MLB officials said undercover investigators will be keeping a watchful eye on what is being sold during All-Star Week in America's Finest City. Additionally, law enforcement officials will be enforcing local ordinances, vendor permit requirements, and state and federal counterfeiting laws.
"Criminals come to our hot market events like the All-Star Game to try and prey on the innocent victim -- the fan, the consumer who wants to make an impulse purchase," said Major League Baseball Senior Vice President of Legal, Business & Club Affairs Ethan Orlinksy.
When it comes to tickets, MLB officials said specific event tickets have obvious security measures, but they also have covert ones.
Consumers are advised to look for the unique barcode, watermarkers, special inks. Souvenir tickets have raised lettering, officials noted.

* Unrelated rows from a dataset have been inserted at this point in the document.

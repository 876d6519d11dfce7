//! Interaction Report REST API Routes
//!
//! Reports are addressed two ways: by canonical `_id`, or by the
//! compound natural key (activity_id, user_id, session_id). The PUT
//! route is a true upsert: replaying the same natural key rewrites the
//! single existing report instead of accumulating duplicates, and
//! payload fields omitted from a replay reset to their defaults while
//! keyed fields are held constant.

use axum::{
    extract::{Path, Query, State},
    response::IntoResponse,
    routing::{get, put},
    Router,
};
use chrono::Utc;
use praxis_core::{is_valid_identifier, InteractionReport, ObjectId, UnitResult};
use praxis_store::{resolve_key, Filter, JsonMap, Sort};
use serde::Deserialize;
use serde_json::json;

use crate::envelope::{Envelope, ErrorEnvelope};
use crate::error::{ApiError, ApiResult};
use crate::extract::Json;
use crate::routes::natural_key_filter;
use crate::state::AppState;

pub fn create_router(state: AppState) -> Router {
    Router::new()
        .route("/", get(list_reports).put(upsert_report))
        .route("/:id", get(get_report).patch(patch_report))
        .with_state(state)
}

// ============================================================================
// TYPES
// ============================================================================

/// Query parameters for GET /reports.
#[derive(Debug, Clone, Deserialize)]
pub struct ListReportsParams {
    pub activity_id: Option<String>,
    pub user_id: Option<String>,
    pub session_id: Option<String>,
}

/// Body for PUT /reports.
///
/// Either `_id` (well-formed) or the complete natural key must be
/// present; everything else is payload.
#[derive(Debug, Clone, Deserialize, utoipa::ToSchema)]
#[serde(deny_unknown_fields)]
pub struct UpsertReportRequest {
    #[serde(rename = "_id")]
    pub id: Option<String>,
    pub activity_id: Option<String>,
    pub user_id: Option<String>,
    pub session_id: Option<String>,
    pub user_name: Option<String>,
    pub summary: Option<String>,
    pub unit_results: Option<Vec<UnitResult>>,
}

/// Body for PATCH /reports/{id}. At least one field must be present.
#[derive(Debug, Clone, Deserialize, utoipa::ToSchema)]
#[serde(deny_unknown_fields)]
pub struct PatchReportRequest {
    pub user_name: Option<String>,
    pub summary: Option<String>,
    pub unit_results: Option<Vec<UnitResult>>,
}

// ============================================================================
// ROUTE HANDLERS
// ============================================================================

/// GET /reports - List reports, most recently generated first
#[utoipa::path(
    get,
    path = "/reports",
    tag = "Reports",
    params(
        ("activity_id" = Option<String>, Query, description = "Exact match on activity_id"),
        ("user_id" = Option<String>, Query, description = "Exact match on user_id"),
        ("session_id" = Option<String>, Query, description = "Exact match on session_id"),
    ),
    responses(
        (status = 200, description = "List of reports", body = Envelope<Vec<InteractionReport>>),
        (status = 500, description = "Store failure", body = ErrorEnvelope),
    ),
)]
pub async fn list_reports(
    State(state): State<AppState>,
    Query(params): Query<ListReportsParams>,
) -> ApiResult<impl IntoResponse> {
    let mut filter = Filter::new();
    if let Some(activity_id) = params.activity_id {
        filter = filter.eq("activity_id", activity_id);
    }
    if let Some(user_id) = params.user_id {
        filter = filter.eq("user_id", user_id);
    }
    if let Some(session_id) = params.session_id {
        filter = filter.eq("session_id", session_id);
    }

    let reports = state
        .reports
        .find(filter, Some(Sort::desc("generated_at")))
        .await?;
    Ok(Json(Envelope::ok(reports)))
}

/// GET /reports/{id} - Get a report by canonical identifier
#[utoipa::path(
    get,
    path = "/reports/{id}",
    tag = "Reports",
    params(
        ("id" = String, Path, description = "Report identifier (24-character hex)")
    ),
    responses(
        (status = 200, description = "Report", body = Envelope<InteractionReport>),
        (status = 400, description = "Malformed identifier", body = ErrorEnvelope),
        (status = 404, description = "Report not found", body = ErrorEnvelope),
    ),
)]
pub async fn get_report(
    State(state): State<AppState>,
    Path(id): Path<String>,
) -> ApiResult<impl IntoResponse> {
    let id = parse_report_id(&id)?;
    let report = state
        .reports
        .get(&id)
        .await?
        .ok_or_else(|| ApiError::entity_not_found("Report", &id))?;
    Ok(Json(Envelope::ok(report)))
}

/// PUT /reports - Upsert a report by `_id` or natural key
#[utoipa::path(
    put,
    path = "/reports",
    tag = "Reports",
    request_body = UpsertReportRequest,
    responses(
        (status = 200, description = "Report written", body = Envelope<InteractionReport>),
        (status = 400, description = "No usable key", body = ErrorEnvelope),
        (status = 500, description = "Store failure", body = ErrorEnvelope),
    ),
)]
pub async fn upsert_report(
    State(state): State<AppState>,
    Json(req): Json<UpsertReportRequest>,
) -> ApiResult<impl IntoResponse> {
    let natural = natural_key_filter(&req.activity_id, &req.user_id, &req.session_id);
    let key = resolve_key(req.id.as_deref(), natural)?;

    // Keyed fields enter the write only when supplied; payload fields
    // always enter it, so a replay that omits one resets it.
    let mut set = JsonMap::new();
    if let Some(activity_id) = &req.activity_id {
        set.insert("activity_id".to_string(), json!(activity_id));
    }
    if let Some(user_id) = &req.user_id {
        set.insert("user_id".to_string(), json!(user_id));
    }
    if let Some(session_id) = &req.session_id {
        set.insert("session_id".to_string(), json!(session_id));
    }
    set.insert(
        "user_name".to_string(),
        json!(req.user_name.unwrap_or_default()),
    );
    set.insert(
        "summary".to_string(),
        json!(req.summary.unwrap_or_default()),
    );
    set.insert(
        "unit_results".to_string(),
        serde_json::to_value(req.unit_results.unwrap_or_default())?,
    );
    set.insert("generated_at".to_string(), serde_json::to_value(Utc::now())?);

    let stored = state.reports.upsert(&key, set).await?;
    Ok(Json(Envelope::ok(stored)))
}

/// PATCH /reports/{id} - Partially update a report
#[utoipa::path(
    patch,
    path = "/reports/{id}",
    tag = "Reports",
    params(
        ("id" = String, Path, description = "Report identifier (24-character hex)")
    ),
    request_body = PatchReportRequest,
    responses(
        (status = 200, description = "Report updated", body = Envelope<InteractionReport>),
        (status = 400, description = "Malformed identifier or empty patch", body = ErrorEnvelope),
        (status = 404, description = "Report not found", body = ErrorEnvelope),
    ),
)]
pub async fn patch_report(
    State(state): State<AppState>,
    Path(id): Path<String>,
    Json(req): Json<PatchReportRequest>,
) -> ApiResult<impl IntoResponse> {
    let id = parse_report_id(&id)?;

    let mut set = JsonMap::new();
    if let Some(user_name) = req.user_name {
        set.insert("user_name".to_string(), json!(user_name));
    }
    if let Some(summary) = req.summary {
        set.insert("summary".to_string(), json!(summary));
    }
    if let Some(unit_results) = req.unit_results {
        set.insert("unit_results".to_string(), serde_json::to_value(unit_results)?);
    }
    if set.is_empty() {
        return Err(ApiError::invalid_input(
            "At least one updatable field must be provided",
        ));
    }
    set.insert("generated_at".to_string(), serde_json::to_value(Utc::now())?);

    let updated = state
        .reports
        .update_one(Filter::new().eq("_id", id.to_string()), set)
        .await?
        .ok_or_else(|| ApiError::entity_not_found("Report", &id))?;
    Ok(Json(Envelope::ok(updated)))
}

fn parse_report_id(raw: &str) -> ApiResult<ObjectId> {
    if !is_valid_identifier(raw) {
        return Err(ApiError::invalid_format(
            "id",
            "a 24-character lowercase hex identifier",
        ));
    }
    ObjectId::parse(raw)
        .map_err(|_| ApiError::invalid_format("id", "a 24-character lowercase hex identifier"))
}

To avoid purchasing counterfeit souvenirs, MLB officials offer the following tips to fans:
-- look for the hologram sticker or holographic hangtag with raised red baseball stitching design
-- look for a sewn-in or screen-printed label, or notice identifying a licensee that has been authorized by Major League Baseball properties to produce "official" merchandise
-- beware of ripped tags or irregular markings on apparel
-- shop at MLB-authorized retail locations, such as the Padres team store located at Petco Park and shop.MLB.com, rather than buying items from itinerant street vendors, flea markets or other questionable sources
San Diego police Chief Shelley Zimmerman said her department wants to make sure the public does not fall victim to scams.
"We want people to come out, have a great time, enjoy the festivities, but also not get scammed," Zimmerman said.